Stored data »

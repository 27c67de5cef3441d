//! Daraja STK push adapter.
//!
//! Two calls per payment: an OAuth client-credentials token (cached until
//! shortly before it expires) and the `processrequest` push. The push is
//! signed with `base64(shortcode + passkey + timestamp)`.

use std::sync::Arc;
use std::time::{Duration, Instant};

use async_trait::async_trait;
use base64::{engine::general_purpose::STANDARD, Engine};
use secrecy::{ExposeSecret, SecretString};
use serde::{Deserialize, Serialize};
use tokio::sync::RwLock;

use crate::config::MpesaConfig;
use crate::domain::foundation::{Timestamp, TransactionId};
use crate::ports::{
    PaymentError, PaymentErrorCode, PushPaymentAccepted, PushPaymentProvider, PushPaymentRequest,
};

/// Refresh the token this long before Daraja says it expires.
const TOKEN_EXPIRY_MARGIN: Duration = Duration::from_secs(60);

const TRANSACTION_TYPE: &str = "CustomerPayBillOnline";

/// Daraja API configuration.
#[derive(Clone)]
pub struct DarajaConfig {
    consumer_key: SecretString,
    consumer_secret: SecretString,
    shortcode: String,
    passkey: SecretString,
    /// Callback URL including the shared token query parameter.
    callback_url: String,
    base_url: String,
    timeout: Duration,
}

impl DarajaConfig {
    pub fn from_settings(settings: &MpesaConfig, timeout: Duration) -> Self {
        Self {
            consumer_key: SecretString::new(settings.consumer_key.clone()),
            consumer_secret: SecretString::new(settings.consumer_secret.clone()),
            shortcode: settings.shortcode.clone(),
            passkey: SecretString::new(settings.passkey.clone()),
            callback_url: settings.callback_url_with_token(),
            base_url: settings.base_url().trim_end_matches('/').to_string(),
            timeout,
        }
    }

    /// STK password for a given compact timestamp.
    fn password(&self, timestamp: &str) -> String {
        STANDARD.encode(format!(
            "{}{}{}",
            self.shortcode,
            self.passkey.expose_secret(),
            timestamp
        ))
    }
}

#[derive(Debug, Deserialize)]
struct TokenResponse {
    access_token: String,
    /// Seconds, sent as a string.
    expires_in: Option<String>,
}

#[derive(Debug, Serialize)]
#[serde(rename_all = "PascalCase")]
struct StkPushBody<'a> {
    business_short_code: &'a str,
    password: String,
    timestamp: String,
    transaction_type: &'static str,
    amount: i64,
    party_a: &'a str,
    party_b: &'a str,
    phone_number: &'a str,
    #[serde(rename = "CallBackURL")]
    callback_url: &'a str,
    account_reference: String,
    transaction_desc: &'a str,
}

#[derive(Debug, Deserialize)]
#[serde(rename_all = "PascalCase")]
struct StkPushResponse {
    #[serde(rename = "MerchantRequestID")]
    merchant_request_id: Option<String>,
    #[serde(rename = "CheckoutRequestID")]
    checkout_request_id: Option<String>,
    response_code: Option<String>,
    response_description: Option<String>,
    customer_message: Option<String>,
}

#[derive(Debug, Deserialize)]
#[serde(rename_all = "camelCase")]
struct DarajaErrorBody {
    error_code: Option<String>,
    error_message: Option<String>,
}

struct CachedToken {
    token: SecretString,
    fetched_at: Instant,
    lifetime: Duration,
}

impl CachedToken {
    fn is_expired(&self) -> bool {
        self.fetched_at.elapsed() + TOKEN_EXPIRY_MARGIN > self.lifetime
    }
}

/// Push payment adapter backed by the Daraja API.
pub struct DarajaPushAdapter {
    config: DarajaConfig,
    http_client: reqwest::Client,
    token_cache: Arc<RwLock<Option<CachedToken>>>,
}

impl DarajaPushAdapter {
    pub fn new(config: DarajaConfig) -> Result<Self, PaymentError> {
        let http_client = reqwest::Client::builder()
            .timeout(config.timeout)
            .build()
            .map_err(|e| PaymentError::provider(format!("Failed to build HTTP client: {}", e)))?;

        Ok(Self {
            config,
            http_client,
            token_cache: Arc::new(RwLock::new(None)),
        })
    }

    async fn fetch_token(&self) -> Result<CachedToken, PaymentError> {
        let url = format!(
            "{}/oauth/v1/generate?grant_type=client_credentials",
            self.config.base_url
        );

        let response = self
            .http_client
            .get(&url)
            .basic_auth(
                self.config.consumer_key.expose_secret(),
                Some(self.config.consumer_secret.expose_secret()),
            )
            .send()
            .await
            .map_err(error_from_transport)?;

        let status = response.status();
        if !status.is_success() {
            let body = response.text().await.unwrap_or_default();
            tracing::error!(status = %status, "Daraja token request failed");
            let (message, code) = parse_error_body(&body, "token request refused");
            let error = PaymentError::authentication(message);
            return Err(match code {
                Some(code) => error.with_provider_code(code),
                None => error,
            });
        }

        let token: TokenResponse = response.json().await.map_err(|e| {
            PaymentError::provider(format!("Failed to parse Daraja token response: {}", e))
        })?;

        let lifetime = token
            .expires_in
            .as_deref()
            .and_then(|s| s.parse::<u64>().ok())
            .map(Duration::from_secs)
            .unwrap_or(Duration::from_secs(3599));

        Ok(CachedToken {
            token: SecretString::new(token.access_token),
            fetched_at: Instant::now(),
            lifetime,
        })
    }

    /// Access token, from cache when still fresh.
    async fn access_token(&self) -> Result<SecretString, PaymentError> {
        {
            let cache = self.token_cache.read().await;
            if let Some(ref cached) = *cache {
                if !cached.is_expired() {
                    return Ok(cached.token.clone());
                }
            }
        }

        let fresh = self.fetch_token().await?;
        let token = fresh.token.clone();
        *self.token_cache.write().await = Some(fresh);
        Ok(token)
    }

    fn push_body<'a>(&'a self, request: &'a PushPaymentRequest, timestamp: String) -> StkPushBody<'a> {
        StkPushBody {
            business_short_code: &self.config.shortcode,
            password: self.config.password(&timestamp),
            timestamp,
            transaction_type: TRANSACTION_TYPE,
            amount: request.amount,
            party_a: request.phone_number.as_str(),
            party_b: &self.config.shortcode,
            phone_number: request.phone_number.as_str(),
            callback_url: &self.config.callback_url,
            account_reference: request.account_reference(),
            transaction_desc: &request.description,
        }
    }
}

fn error_from_transport(e: reqwest::Error) -> PaymentError {
    if e.is_timeout() {
        PaymentError::timeout(format!("Daraja did not respond: {}", e))
    } else {
        PaymentError::network(e.to_string())
    }
}

fn parse_error_body(body: &str, fallback: &str) -> (String, Option<String>) {
    match serde_json::from_str::<DarajaErrorBody>(body) {
        Ok(parsed) => (
            parsed.error_message.unwrap_or_else(|| fallback.to_string()),
            parsed.error_code,
        ),
        Err(_) => (fallback.to_string(), None),
    }
}

#[async_trait]
impl PushPaymentProvider for DarajaPushAdapter {
    async fn initiate_push(
        &self,
        request: PushPaymentRequest,
    ) -> Result<PushPaymentAccepted, PaymentError> {
        let token = self.access_token().await?;
        let url = format!("{}/mpesa/stkpush/v1/processrequest", self.config.base_url);
        let body = self.push_body(&request, Timestamp::now().to_compact());

        let response = self
            .http_client
            .post(&url)
            .bearer_auth(token.expose_secret())
            .json(&body)
            .send()
            .await
            .map_err(error_from_transport)?;

        let status = response.status();
        if !status.is_success() {
            let text = response.text().await.unwrap_or_default();
            tracing::error!(status = %status, user_id = %request.user_id, "Daraja STK push failed");
            if status == reqwest::StatusCode::UNAUTHORIZED {
                // Token revoked early; next call fetches a new one.
                *self.token_cache.write().await = None;
            }
            let (message, code) = parse_error_body(&text, "STK push refused");
            let error = match status.as_u16() {
                401 | 403 => PaymentError::authentication(message),
                429 => PaymentError::new(PaymentErrorCode::RateLimitExceeded, message),
                400..=499 => PaymentError::rejected(message),
                _ => PaymentError::provider(message),
            };
            return Err(match code {
                Some(code) => error.with_provider_code(code),
                None => error,
            });
        }

        let accepted: StkPushResponse = response.json().await.map_err(|e| {
            PaymentError::provider(format!("Failed to parse STK push response: {}", e))
        })?;

        if accepted.response_code.as_deref() != Some("0") {
            let message = accepted
                .response_description
                .unwrap_or_else(|| "STK push not accepted".to_string());
            let error = PaymentError::rejected(message);
            return Err(match accepted.response_code {
                Some(code) => error.with_provider_code(code),
                None => error,
            });
        }

        let transaction_id = accepted
            .checkout_request_id
            .and_then(|id| TransactionId::new(id).ok())
            .ok_or_else(|| PaymentError::provider("STK push response missing CheckoutRequestID"))?;

        Ok(PushPaymentAccepted {
            transaction_id,
            merchant_request_id: accepted.merchant_request_id,
            customer_message: accepted.customer_message,
        })
    }
}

Problem statement »
The word "tracing" may appear in several lines of the data; count those lines and give only the number.

Exercise answer »
2